> [Task brief] What lines of the data hold the string "modal"? Copy them all.
<<<<
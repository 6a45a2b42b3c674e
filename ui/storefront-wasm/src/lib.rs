//! Glow storefront WASM front end.
//!
//! Drives the browser page from a [`glow_core::Storefront`]: the DOM is only
//! ever rebuilt from that state, never read back into it.

pub mod checkout;
pub mod dom;
pub mod events;
pub mod logging;
pub mod modal;
pub mod render;
pub mod state;
pub mod theme;
pub mod timers;
pub mod toast;
pub mod widgets;

use glow_core::{StorefrontConfig, product_from_query};
use gloo_console as console;
use wasm_bindgen::prelude::*;

/// WASM entry point – called automatically when the module is instantiated.
#[wasm_bindgen(start)]
pub fn start() -> Result<(), JsValue> {
    console_error_panic_hook::set_once();
    logging::init(tracing::Level::INFO);

    init();
    Ok(())
}

/// Optional JSON overrides from `<script type="application/json" id="storefront-config">`.
fn read_config() -> StorefrontConfig {
    let Some(raw) = dom::query("#storefront-config").and_then(|el| el.text_content()) else {
        return StorefrontConfig::default();
    };
    StorefrontConfig::from_json(&raw).unwrap_or_else(|err| {
        console::warn!(format!("ignoring invalid storefront config: {err}"));
        StorefrontConfig::default()
    })
}

fn init() {
    state::install(state::AppState::new(read_config()));
    let els = dom::Elements::bind();

    // Saved cart and wishlist before the first render.
    state::with_mut(|s| s.shop.hydrate());
    theme::restore();

    render::render_products(&els);
    render::update_cart_ui(&els);
    widgets::update_back_to_top(&els);

    events::bind_events(&els);

    // Deep link: ?product=<name>
    let search = dom::window().location().search().unwrap_or_default();
    if let Some(name) = product_from_query(&search) {
        modal::open_product(&els, &name);
    }

    console::log!(
        "%cScript initialized — products rendered",
        "color: green; font-weight: 700"
    );
}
>>>>
> [Result]
pub mod modal;
        modal::open_product(&els, &name);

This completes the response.